A method for inspecting a floating cell , comprising subjecting a floating cell fluorescently stained with a cell surface antigen to a fluorescence in situ hybridization method, then focusing on the cell nucleus and observing the nucleus with a fluorescence microscope, The floating cells are cancer cells circulating in the blood, the floating cells subjected to the fluorescence in situ hybridization method are those in which the nucleus is also fluorescently stained, and observation in the fluorescence in situ hybridization method Is a method for examining floating cells, which is carried out after 15 hours or more have passed after fluorescent staining of a cell surface antigen .
. The method of claim 1 wherein said cancer cells are breast cancer cells.
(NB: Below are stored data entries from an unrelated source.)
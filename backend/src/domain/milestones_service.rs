//! Milestone (sprint) use-cases and the burndown statistics.

use std::sync::Arc;

use chrono::NaiveDate;
use mockable::Clock;

use crate::domain::milestone::{MILESTONE_NAME_MAX, burndown, validate_dates};
use crate::domain::permissions::{PermissionContext, ProjectPermission, Requester, rules};
use crate::domain::repositories::AccessCache;
use crate::domain::user_stories_service::authenticated;
use crate::domain::{
    Error, Milestone, MilestoneFilter, MilestoneId, MilestoneStats, NewMilestone, Project,
    ProjectId, Repositories, TaskFilter, UserStoryFilter, slug_candidates, slugify,
};

/// Fields of a milestone to create.
#[derive(Debug, Clone, PartialEq)]
pub struct CreateMilestone {
    pub project: ProjectId,
    pub name: String,
    pub estimated_start: Option<NaiveDate>,
    pub estimated_finish: Option<NaiveDate>,
    pub disponibility: f64,
    pub order: Option<i32>,
}

#[derive(Debug, Clone, Default, PartialEq)]
pub struct MilestoneChanges {
    pub name: Option<String>,
    pub estimated_start: Option<NaiveDate>,
    pub estimated_finish: Option<NaiveDate>,
    pub closed: Option<bool>,
    pub disponibility: Option<f64>,
    pub order: Option<i32>,
}

/// Milestone service.
#[derive(Clone)]
pub struct MilestonesService {
    repos: Repositories,
    clock: Arc<dyn Clock>,
}

fn validate_name(name: &str) -> Result<String, Error> {
    let name = name.trim();
    if name.is_empty() {
        return Err(Error::invalid_field("name", "required", "This field is required."));
    }
    if name.chars().count() > MILESTONE_NAME_MAX {
        return Err(Error::invalid_field(
            "name",
            "max_length",
            format!("Ensure this field has no more than {MILESTONE_NAME_MAX} characters."),
        ));
    }
    Ok(name.to_owned())
}

fn required_date(value: Option<NaiveDate>, field: &str) -> Result<NaiveDate, Error> {
    value.ok_or_else(|| Error::invalid_field(field, "required", "This field is required."))
}

impl MilestonesService {
    pub fn new(repos: Repositories, clock: Arc<dyn Clock>) -> Self {
        Self { repos, clock }
    }

    async fn load(&self, id: MilestoneId) -> Result<(Milestone, Project), Error> {
        let milestone = self
            .repos
            .milestones
            .find_by_id(id)
            .await?
            .ok_or_else(|| Error::not_found("Milestone not found"))?;
        let project = self.repos.project(milestone.project).await?;
        Ok((milestone, project))
    }

    async fn authorise(
        &self,
        requester: &Requester,
        project: &Project,
        action: &str,
    ) -> Result<(), Error> {
        let access = self.repos.access(requester, project).await?;
        rules::milestones().check(action, &PermissionContext::new(requester).with_project(&access))
    }

    async fn siblings(&self, project: ProjectId) -> Result<Vec<Milestone>, Error> {
        Ok(self
            .repos
            .milestones
            .list(&MilestoneFilter {
                project: Some(project),
                ..MilestoneFilter::default()
            })
            .await?)
    }

    /// Milestones the requester may view, latest first.
    pub async fn list(
        &self,
        requester: &Requester,
        filter: &MilestoneFilter,
    ) -> Result<Vec<Milestone>, Error> {
        let milestones = self.repos.milestones.list(filter).await?;
        let mut cache = AccessCache::default();
        let mut visible = Vec::with_capacity(milestones.len());
        for milestone in milestones {
            if cache
                .allows(&self.repos, requester, milestone.project, ProjectPermission::ViewMilestones)
                .await?
            {
                visible.push(milestone);
            }
        }
        Ok(visible)
    }

    /// Fetch one milestone the requester may view.
    pub async fn retrieve(&self, requester: &Requester, id: MilestoneId) -> Result<Milestone, Error> {
        let (milestone, project) = self.load(id).await?;
        self.authorise(requester, &project, "retrieve").await?;
        Ok(milestone)
    }

    /// Create a milestone owned by the requester. Names are unique per
    /// project; the slug takes the first free candidate.
    pub async fn create(
        &self,
        requester: &Requester,
        request: CreateMilestone,
    ) -> Result<Milestone, Error> {
        let project = self.repos.referenced_project(request.project).await?;
        self.authorise(requester, &project, "create").await?;
        let owner = authenticated(requester)?;
        let name = validate_name(&request.name)?;
        let start = required_date(request.estimated_start, "estimated_start")?;
        let finish = required_date(request.estimated_finish, "estimated_finish")?;
        validate_dates(start, finish)?;

        let existing = self.siblings(project.id).await?;
        if existing.iter().any(|milestone| milestone.name == name) {
            return Err(duplicated_name());
        }
        let slug = slug_candidates(&slugify(&name))
            .find(|candidate| existing.iter().all(|milestone| &milestone.slug != candidate))
            .unwrap_or_default();
        let order = request.order.unwrap_or_else(|| {
            existing.iter().map(|milestone| milestone.order).max().unwrap_or(0) + 1
        });
        let milestone = self
            .repos
            .milestones
            .create(NewMilestone {
                project: project.id,
                owner: Some(owner.id),
                name,
                slug,
                estimated_start: start,
                estimated_finish: finish,
                closed: false,
                disponibility: request.disponibility,
                order,
                created_date: self.clock.utc(),
            })
            .await?;
        tracing::info!(milestone = %milestone.id, project = %project.id, "milestone created");
        Ok(milestone)
    }

    /// Apply `changes`, keeping the start no later than the finish.
    ///
    /// Renaming keeps the original slug.
    pub async fn update(
        &self,
        requester: &Requester,
        id: MilestoneId,
        changes: MilestoneChanges,
    ) -> Result<Milestone, Error> {
        let (mut milestone, project) = self.load(id).await?;
        self.authorise(requester, &project, "partial_update").await?;

        if let Some(name) = changes.name.as_deref() {
            let name = validate_name(name)?;
            if name != milestone.name
                && self
                    .siblings(project.id)
                    .await?
                    .iter()
                    .any(|other| other.id != milestone.id && other.name == name)
            {
                return Err(duplicated_name());
            }
            milestone.name = name;
        }
        if let Some(start) = changes.estimated_start {
            milestone.estimated_start = start;
        }
        if let Some(finish) = changes.estimated_finish {
            milestone.estimated_finish = finish;
        }
        validate_dates(milestone.estimated_start, milestone.estimated_finish)?;
        if let Some(closed) = changes.closed {
            milestone.closed = closed;
        }
        if let Some(disponibility) = changes.disponibility {
            milestone.disponibility = disponibility;
        }
        if let Some(order) = changes.order {
            milestone.order = order;
        }
        milestone.modified_date = self.clock.utc();
        self.repos.milestones.update(&milestone).await?;
        Ok(milestone)
    }

    /// Delete a milestone. Its stories and tasks return to the backlog.
    pub async fn destroy(&self, requester: &Requester, id: MilestoneId) -> Result<(), Error> {
        let (milestone, project) = self.load(id).await?;
        self.authorise(requester, &project, "destroy").await?;
        self.repos.milestones.delete(milestone.id).await?;
        tracing::info!(milestone = %milestone.id, "milestone deleted");
        Ok(())
    }

    /// Completion counters and the day-by-day burndown of a milestone.
    pub async fn stats(&self, requester: &Requester, id: MilestoneId) -> Result<MilestoneStats, Error> {
        let (milestone, project) = self.load(id).await?;
        self.authorise(requester, &project, "stats").await?;

        let stories = self
            .repos
            .user_stories
            .list(&UserStoryFilter {
                project: Some(project.id),
                milestone: Some(milestone.id),
                ..UserStoryFilter::default()
            })
            .await?;
        let tasks = self
            .repos
            .tasks
            .list(&TaskFilter {
                project: Some(project.id),
                milestone: Some(milestone.id),
                ..TaskFilter::default()
            })
            .await?;
        let closed_on: Vec<_> = stories.iter().map(|story| story.finish_date).collect();

        Ok(MilestoneStats {
            days: burndown(milestone.estimated_start, milestone.estimated_finish, &closed_on),
            name: milestone.name,
            estimated_start: milestone.estimated_start,
            estimated_finish: milestone.estimated_finish,
            total_userstories: stories.len(),
            completed_userstories: stories.iter().filter(|story| story.is_closed).count(),
            total_tasks: tasks.len(),
            completed_tasks: tasks.iter().filter(|task| task.is_closed).count(),
            iocaine_doses: tasks.iter().filter(|task| task.is_iocaine).count(),
        })
    }
}

fn duplicated_name() -> Error {
    Error::invalid_field(
        "name",
        "duplicated",
        "A milestone with this name already exists in the project.",
    )
}

#[cfg(test)]
#[path = "milestones_service_tests.rs"]
mod tests;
The method according to claim 2 , wherein the surface antigen is cytokeratin. The fluorescence in situ probe used in the hybridization method and hybridized with EGFR gene, EGFR / gene detection probe or HER-2 / neu gene hybridized claim a HER-2 / neu gene detection probe 2 Or the method of 3 . The method according to any one of claims 1 to 4 , wherein the observation with the fluorescence microscope is performed at a maximum magnification of the fluorescence microscope. 6. The method according to claim 5 , wherein the magnification is 1000 times.